Those of us living in Southern California may be forgiven for a sense that the apocalypse is approaching faster even than some evangelicals would have us believe. The place is an inferno, with wild fires raging out of control from Malibu to the border with Mexico. Living here, you can't help but be aware of it.
(The above is not a minimalist abstract painting. It's a digital photo taken from the window of our car.) The smoke pollutes the air even in those areas, like our own, which have been spared the actual burn. You can feel the heaviness in the lungs, the burn in the nostrils. The sunset glows an ominous, but glorious red.
Should we beat our breasts? Should we do a Pat Robertson, blame the gays and lesbians and our other evil ways? Is God trying to tell us something? Well, maybe not... Brush fires are a part of the natural cycle, nature's way of clearing things out to allow for new growth, new life. If they are now so terrible, though, it's in part a result of human behavior: over the past century, we have made valiant attempts--often in the interest of "development"--to control nature's efforts. Our need for housing and transportation routes has defaced the natural topgraphy. We know, too, that our greenhouse gases have contributed significantly to the climate changes that have promoted drought in this part of the world, as in the southeast of the United States and elsewhere on the planet.

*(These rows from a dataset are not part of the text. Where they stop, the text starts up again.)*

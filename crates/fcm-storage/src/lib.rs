//! Faculty table storage + HTTP fetch utilities.

use std::path::{Path, PathBuf};
use std::time::Duration;

use anyhow::Context;
use fcm_core::FacultyRecord;
use reqwest::StatusCode;
use serde::de::DeserializeOwned;
use serde::{Deserialize, Serialize};
use thiserror::Error;
use tokio::fs;
use tokio::io::AsyncWriteExt;
use tracing::{info_span, Instrument};
use uuid::Uuid;

pub const CRATE_NAME: &str = "fcm-storage";

pub const COL_SERIAL: &str = "Sr.No";
pub const COL_NAME: &str = "Name of Faculty";
pub const COL_PROFILE_URL: &str = "Google Scholar Profile URL";
pub const COL_CITATIONS: &str = "Citations";
pub const COL_H_INDEX: &str = "h-index";
pub const COL_I10_INDEX: &str = "i10-index";

const REQUIRED_COLUMNS: [&str; 2] = [COL_NAME, COL_PROFILE_URL];

#[derive(Debug, Error)]
pub enum StoreError {
    #[error("faculty table not found at {}", path.display())]
    NotFound { path: PathBuf },
    #[error("reading {}: {source}", path.display())]
    Read {
        path: PathBuf,
        #[source]
        source: std::io::Error,
    },
    #[error("could not write {} (is it open in another program?): {source}", path.display())]
    Write {
        path: PathBuf,
        #[source]
        source: std::io::Error,
    },
    #[error("faculty table {} is missing the '{column}' column", path.display())]
    MissingColumn { path: PathBuf, column: &'static str },
    #[error("malformed faculty table {}: {source}", path.display())]
    Csv {
        path: PathBuf,
        #[source]
        source: csv::Error,
    },
}

/// Where a save lands: the primary table, or the bulk-sync snapshot.
#[derive(Debug, Clone, Copy, PartialEq, Eq)]
pub enum Destination {
    Primary,
    Snapshot,
}

#[derive(Debug, Deserialize)]
struct CsvRowIn {
    #[serde(rename = "Sr.No", default, deserialize_with = "csv::invalid_option")]
    serial_number: Option<u32>,
    #[serde(rename = "Name of Faculty", default)]
    name: Option<String>,
    #[serde(rename = "Google Scholar Profile URL", default)]
    profile_url: Option<String>,
    #[serde(rename = "Citations", default, deserialize_with = "csv::invalid_option")]
    citations: Option<u64>,
    #[serde(rename = "h-index", default, deserialize_with = "csv::invalid_option")]
    h_index: Option<u64>,
    #[serde(rename = "i10-index", default, deserialize_with = "csv::invalid_option")]
    i10_index: Option<u64>,
}

#[derive(Debug, Serialize)]
struct CsvRowOut<'a> {
    #[serde(rename = "Sr.No")]
    serial_number: u32,
    #[serde(rename = "Name of Faculty")]
    name: &'a str,
    #[serde(rename = "Google Scholar Profile URL")]
    profile_url: &'a str,
    #[serde(rename = "Citations")]
    citations: Option<u64>,
    #[serde(rename = "h-index")]
    h_index: Option<u64>,
    #[serde(rename = "i10-index")]
    i10_index: Option<u64>,
}

impl<'a> From<&'a FacultyRecord> for CsvRowOut<'a> {
    fn from(r: &'a FacultyRecord) -> Self {
        Self {
            serial_number: r.serial_number,
            name: &r.name,
            profile_url: &r.profile_url,
            citations: r.citations,
            h_index: r.h_index,
            i10_index: r.i10_index,
        }
    }
}

/// CSV-backed faculty table. Every operation reads or rewrites the whole file.
#[derive(Debug, Clone)]
pub struct RecordStore {
    primary: PathBuf,
    snapshot: PathBuf,
}

impl RecordStore {
    pub fn new(primary: impl Into<PathBuf>, snapshot: impl Into<PathBuf>) -> Self {
        Self {
            primary: primary.into(),
            snapshot: snapshot.into(),
        }
    }

    pub fn path(&self, destination: Destination) -> &Path {
        match destination {
            Destination::Primary => &self.primary,
            Destination::Snapshot => &self.snapshot,
        }
    }

    /// Load the primary table in file order.
    pub async fn load(&self) -> Result<Vec<FacultyRecord>, StoreError> {
        let path = &self.primary;
        let bytes = match fs::read(path).await {
            Ok(bytes) => bytes,
            Err(err) if err.kind() == std::io::ErrorKind::NotFound => {
                return Err(StoreError::NotFound { path: path.clone() });
            }
            Err(source) => {
                return Err(StoreError::Read {
                    path: path.clone(),
                    source,
                });
            }
        };
        parse_table(path, &bytes)
    }

    /// Rewrite `destination` with `records` via a temp file and an atomic rename.
    pub async fn save(
        &self,
        records: &[FacultyRecord],
        destination: Destination,
    ) -> Result<(), StoreError> {
        let path = self.path(destination);
        let bytes = render_table(records).map_err(|source| StoreError::Csv {
            path: path.to_path_buf(),
            source,
        })?;
        write_atomically(path, &bytes)
            .await
            .map_err(|source| StoreError::Write {
                path: path.to_path_buf(),
                source,
            })
    }

    pub async fn snapshot_exists(&self) -> bool {
        fs::try_exists(&self.snapshot).await.unwrap_or(false)
    }

    pub async fn snapshot_bytes(&self) -> Result<Vec<u8>, StoreError> {
        match fs::read(&self.snapshot).await {
            Ok(bytes) => Ok(bytes),
            Err(err) if err.kind() == std::io::ErrorKind::NotFound => Err(StoreError::NotFound {
                path: self.snapshot.clone(),
            }),
            Err(source) => Err(StoreError::Read {
                path: self.snapshot.clone(),
                source,
            }),
        }
    }
}

fn parse_table(path: &Path, bytes: &[u8]) -> Result<Vec<FacultyRecord>, StoreError> {
    let csv_err = |source| StoreError::Csv {
        path: path.to_path_buf(),
        source,
    };
    // Hand-edited tables often drop trailing empty cells.
    let mut reader = csv::ReaderBuilder::new()
        .flexible(true)
        .trim(csv::Trim::Headers)
        .from_reader(bytes);

    let headers = reader.headers().map_err(csv_err)?.clone();
    for column in REQUIRED_COLUMNS {
        if !headers.iter().any(|h| h == column) {
            return Err(StoreError::MissingColumn {
                path: path.to_path_buf(),
                column,
            });
        }
    }

    let mut records = Vec::new();
    for (idx, row) in reader.deserialize::<CsvRowIn>().enumerate() {
        let row = row.map_err(csv_err)?;
        records.push(FacultyRecord {
            serial_number: row.serial_number.unwrap_or(idx as u32 + 1),
            name: row.name.unwrap_or_default(),
            profile_url: row.profile_url.unwrap_or_default(),
            citations: row.citations,
            h_index: row.h_index,
            i10_index: row.i10_index,
        });
    }
    Ok(records)
}

fn render_table(records: &[FacultyRecord]) -> Result<Vec<u8>, csv::Error> {
    let mut writer = csv::Writer::from_writer(Vec::new());
    if records.is_empty() {
        writer.write_record([
            COL_SERIAL,
            COL_NAME,
            COL_PROFILE_URL,
            COL_CITATIONS,
            COL_H_INDEX,
            COL_I10_INDEX,
        ])?;
    }
    for record in records {
        writer.serialize(CsvRowOut::from(record))?;
    }
    writer
        .into_inner()
        .map_err(|err| csv::Error::from(err.into_error()))
}

async fn write_atomically(path: &Path, bytes: &[u8]) -> std::io::Result<()> {
    let parent = match path.parent() {
        Some(parent) if !parent.as_os_str().is_empty() => parent.to_path_buf(),
        _ => PathBuf::from("."),
    };
    fs::create_dir_all(&parent).await?;

    let temp_path = parent.join(format!(".{}.{}.tmp", Uuid::new_v4(), bytes.len()));
    let mut file = fs::OpenOptions::new()
        .create_new(true)
        .write(true)
        .open(&temp_path)
        .await?;
    let written = async {
        file.write_all(bytes).await?;
        file.flush().await
    }
    .await;
    drop(file);
    if let Err(err) = written {
        let _ = fs::remove_file(&temp_path).await;
        return Err(err);
    }

    match fs::rename(&temp_path, path).await {
        Ok(()) => Ok(()),
        Err(err) => {
            let _ = fs::remove_file(&temp_path).await;
            Err(err)
        }
    }
}

#[derive(Debug, Clone)]
pub struct HttpClientConfig {
    pub timeout: Duration,
    pub user_agent: Option<String>,
}

impl Default for HttpClientConfig {
    fn default() -> Self {
        Self {
            timeout: Duration::from_secs(20),
            user_agent: None,
        }
    }
}

#[derive(Debug, Error)]
pub enum FetchError {
    #[error("request failed: {0}")]
    Request(#[from] reqwest::Error),
    #[error("http status {status} for {url}")]
    HttpStatus { status: u16, url: String },
}

/// Thin JSON-over-HTTP client shared by API adapters.
#[derive(Debug, Clone)]
pub struct HttpFetcher {
    client: reqwest::Client,
}

impl HttpFetcher {
    pub fn new(config: HttpClientConfig) -> anyhow::Result<Self> {
        let mut builder = reqwest::Client::builder()
            .gzip(true)
            .brotli(true)
            .timeout(config.timeout);

        if let Some(user_agent) = &config.user_agent {
            builder = builder.user_agent(user_agent.clone());
        }

        let client = builder.build().context("building reqwest client")?;
        Ok(Self { client })
    }

    /// Single GET decoded as JSON. Query values are not recorded in spans.
    pub async fn get_json<T: DeserializeOwned>(
        &self,
        url: &str,
        query: &[(&str, &str)],
    ) -> Result<T, FetchError> {
        async {
            let resp = self.client.get(url).query(query).send().await?;
            let status = resp.status();
            if !status.is_success() {
                return Err(FetchError::HttpStatus {
                    status: status.as_u16(),
                    url: url.to_string(),
                });
            }
            Ok::<T, FetchError>(resp.json::<T>().await?)
        }
        .instrument(info_span!("http_fetch", url))
        .await
    }
}

pub fn is_rate_limited(err: &FetchError) -> bool {
    matches!(err, FetchError::HttpStatus { status, .. } if *status == StatusCode::TOO_MANY_REQUESTS.as_u16())
}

This in turn has created ideal fuel for the fires, desert-dry brush and timber in huge quantities. Our drought has also depleted the wherewithal to fight the fires where they flare up. Our human obsession with control and exploitation has done much to bring these situations on.

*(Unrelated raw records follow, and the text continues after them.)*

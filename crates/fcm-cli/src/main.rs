use anyhow::Result;
use clap::{Args, Parser, Subcommand};
use fcm_sync::FacultyService;
use tracing_subscriber::{layer::SubscriberExt, util::SubscriberInitExt};

const DEFAULT_LOG_FILTER: &str =
    "fcm_cli=info,fcm_sync=info,fcm_fetch=info,fcm_storage=info,fcm_web=info,tower_http=info";

#[derive(Debug, Parser)]
#[command(name = "fcm-cli")]
#[command(about = "Faculty citation metrics: web UI and table refresh")]
struct Cli {
    #[command(subcommand)]
    command: Option<Commands>,
    #[command(flatten)]
    serve: ServeArgs,
}

#[derive(Debug, Clone, Args)]
struct ServeArgs {
    #[arg(long, env = "FCM_WEB_PORT", default_value_t = 8000)]
    port: u16,
}

#[derive(Debug, Subcommand)]
enum Commands {
    /// Serve the web UI (default).
    Serve(ServeArgs),
    /// Refresh every faculty row and write the updated table.
    Sync,
    /// Refresh one faculty row by name.
    Fetch { name: String },
    /// List faculty names.
    Names,
}

#[tokio::main]
async fn main() -> Result<()> {
    dotenvy::dotenv().ok();

    tracing_subscriber::registry()
        .with(
            tracing_subscriber::EnvFilter::try_from_default_env()
                .unwrap_or_else(|_| DEFAULT_LOG_FILTER.into()),
        )
        .with(tracing_subscriber::fmt::layer())
        .init();

    let cli = Cli::parse();
    let service = FacultyService::from_env()?;

    let command = cli.command.unwrap_or(Commands::Serve(cli.serve));
    match command {
        Commands::Serve(args) => fcm_web::serve(service, args.port).await?,
        Commands::Sync => {
            let summary = service.sync_all().await?;
            println!(
                "sync complete: run_id={} updated={}/{} failed={} snapshot={}",
                summary.run_id,
                summary.updated,
                summary.total,
                summary.failed.len(),
                service.config().updated_path.display()
            );
            for name in &summary.failed {
                println!("  failed: {name}");
            }
        }
        Commands::Fetch { name } => {
            let outcome = service.sync_one(&name).await?;
            let m = &outcome.metrics;
            println!(
                "{} -> citations={} h-index={} i10-index={}",
                m.name, m.citations, m.h_index, m.i10_index
            );
        }
        Commands::Names => {
            for name in service.faculty_names().await {
                println!("{name}");
            }
        }
    }

    Ok(())
}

And then... I can't help but see these local brush fires in the context of the global ones: wars everywhere, civil (though how can war be "civil," ever?) inter-national and territorial; famine and plague; disasters of the kind we seem to read about daily in the papers. We co-create these events with nature, as the California fires, or we invent them all by ourselves. The latest brush fire that I hear about is the one on the border between Turkey and Iraq, with Turkey now threatening to invade that benighted country from the north, to protect itself from Kurdish terrorists seeking to consolidate an independent Kurdish nation. The particular fire we Americans lit amongst the already many conflagration points in the Middle East is sending burning embers flying into the surrounding brush.
Here's the "burning" question: are we nearer to our annihilation as a species than we had ever imagined? Is the process of destruction already beyond all hope of control? Are we now fated to stand powerless in the face of hurricane force winds, like those California firefighters, and watch as the world burns? It's a frightening thought, but a frighteningly real one at this moment in our planet's history.